A sulphated battery has higher electrical resistance than an unsulphated battery of identical construction. As related by Ohm's law, current is the ratio of voltage to resistance, so a sulphated battery will have lower current flow. As the charging process continues, such a battery will reach the charger's pre-set cut-off more rapidly, long before it has had time to accept a complete charge. In this case the battery charger indicates the charge cycle is complete, but the battery actually holds very little energy. To the user, it appears that the battery is dying.
Regeneration
The lead sulphate layer can be dissolved back into solution by applying much higher voltages. Normally, running high voltage into a battery will cause it to rapidly heat and potentially causing thermal runaway which may cause it to explode. A battery conditioner therefore uses short pulses of high voltage, too short to cause significant current flow, but long enough to reverse the crystallization process.
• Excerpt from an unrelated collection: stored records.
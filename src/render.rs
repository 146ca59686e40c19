//! # Template Renderer Adapter
//!
//! Templates are rendered by the external `gomplate` binary; this module
//! owns the invocation contract and nothing else:
//!
//! ```text
//! gomplate -f <template> -c .=<context-file>
//! ```
//!
//! The rendering context is serialized to a temporary YAML file with mode
//! 0600 (it may contain secrets) which is removed on every exit path.
//! Stdout is the rendered output; a non-zero exit is fatal with stderr
//! preserved; a missing binary is fatal with install instructions.

use std::fs;
use std::io::Write;
use std::path::Path;
use std::process::Command;

use serde::Serialize;
use serde_yaml::Mapping;

use crate::error::{Error, Result};

/// Identity of the stack being rendered, exposed to templates as `.stack`.
#[derive(Debug, Clone, Serialize)]
pub struct StackInfo {
    pub name: String,
    pub category: String,
}

/// Cross-stack view exposed to templates as `.stacks`.
#[derive(Debug, Clone, Serialize)]
pub struct StacksInfo {
    /// Enabled stack names in deployment order.
    pub enabled: Vec<String>,
}

/// The full context handed to the template engine.
#[derive(Debug, Clone, Serialize)]
pub struct RenderContext {
    pub vars: Mapping,
    pub stack: StackInfo,
    pub stacks: StacksInfo,
}

/// Renders a template file, returning the rendered text.
pub fn render_template(template: &Path, context: &RenderContext) -> Result<String> {
    let context_yaml = serde_yaml::to_string(context).map_err(|err| Error::Environment {
        detail: format!("failed to marshal render context: {err}"),
    })?;

    // NamedTempFile is created 0600 and unlinked on drop, which covers the
    // error paths below as well.
    let mut context_file = tempfile::Builder::new()
        .prefix("homelabctl-context-")
        .suffix(".yaml")
        .tempfile()
        .map_err(|err| Error::Environment {
            detail: format!("failed to create temp context file: {err}"),
        })?;
    context_file
        .write_all(context_yaml.as_bytes())
        .map_err(|err| Error::Environment {
            detail: format!("failed to write temp context file: {err}"),
        })?;
    context_file.flush().map_err(|err| Error::Environment {
        detail: format!("failed to flush temp context file: {err}"),
    })?;

    let output = match Command::new("gomplate")
        .arg("-f")
        .arg(template)
        .arg("-c")
        .arg(format!(".={}", context_file.path().display()))
        .output()
    {
        Ok(output) => output,
        Err(err) if err.kind() == std::io::ErrorKind::NotFound => {
            return Err(Error::RendererMissing)
        }
        Err(err) => {
            return Err(Error::Environment {
                detail: format!("failed to run gomplate: {err}"),
            })
        }
    };

    if !output.status.success() {
        return Err(Error::Render {
            template: template.to_path_buf(),
            stderr: String::from_utf8_lossy(&output.stderr).into_owned(),
        });
    }

    Ok(String::from_utf8_lossy(&output.stdout).into_owned())
}

/// Renders a template and writes the output, creating parent directories.
pub fn render_to_file(template: &Path, output: &Path, context: &RenderContext) -> Result<()> {
    let content = render_template(template, context)?;

    if let Some(parent) = output.parent() {
        fs::create_dir_all(parent).map_err(|err| Error::OutputWrite {
            path: output.to_path_buf(),
            detail: format!("failed to create output directory: {err}"),
        })?;
    }

    fs::write(output, content).map_err(|err| Error::OutputWrite {
        path: output.to_path_buf(),
        detail: err.to_string(),
    })
}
Any metal structure, such as a battery, will have some parasitic inductance and some parasitic capacitance. These will resonate with each other, something the size of a battery will usually resonate at a few megahertz. This process is sometimes called "ringing". However, the electrochemical processes found in batteries have time constants on the order of seconds and will not be affected by megahertz frequencies. There are some web sites which advertise "battery desulfators" running at megahertz frequencies, but these should be regarded as a hoax at best.
Depending on the size of the battery, the desulphation process can take from 48h to weeks to complete. During this period the battery is also trickle charged to continue reducing the amount of lead sulphur in solution. Commercial regenerators often support multiple batteries to provide parallel operation to improve throughput.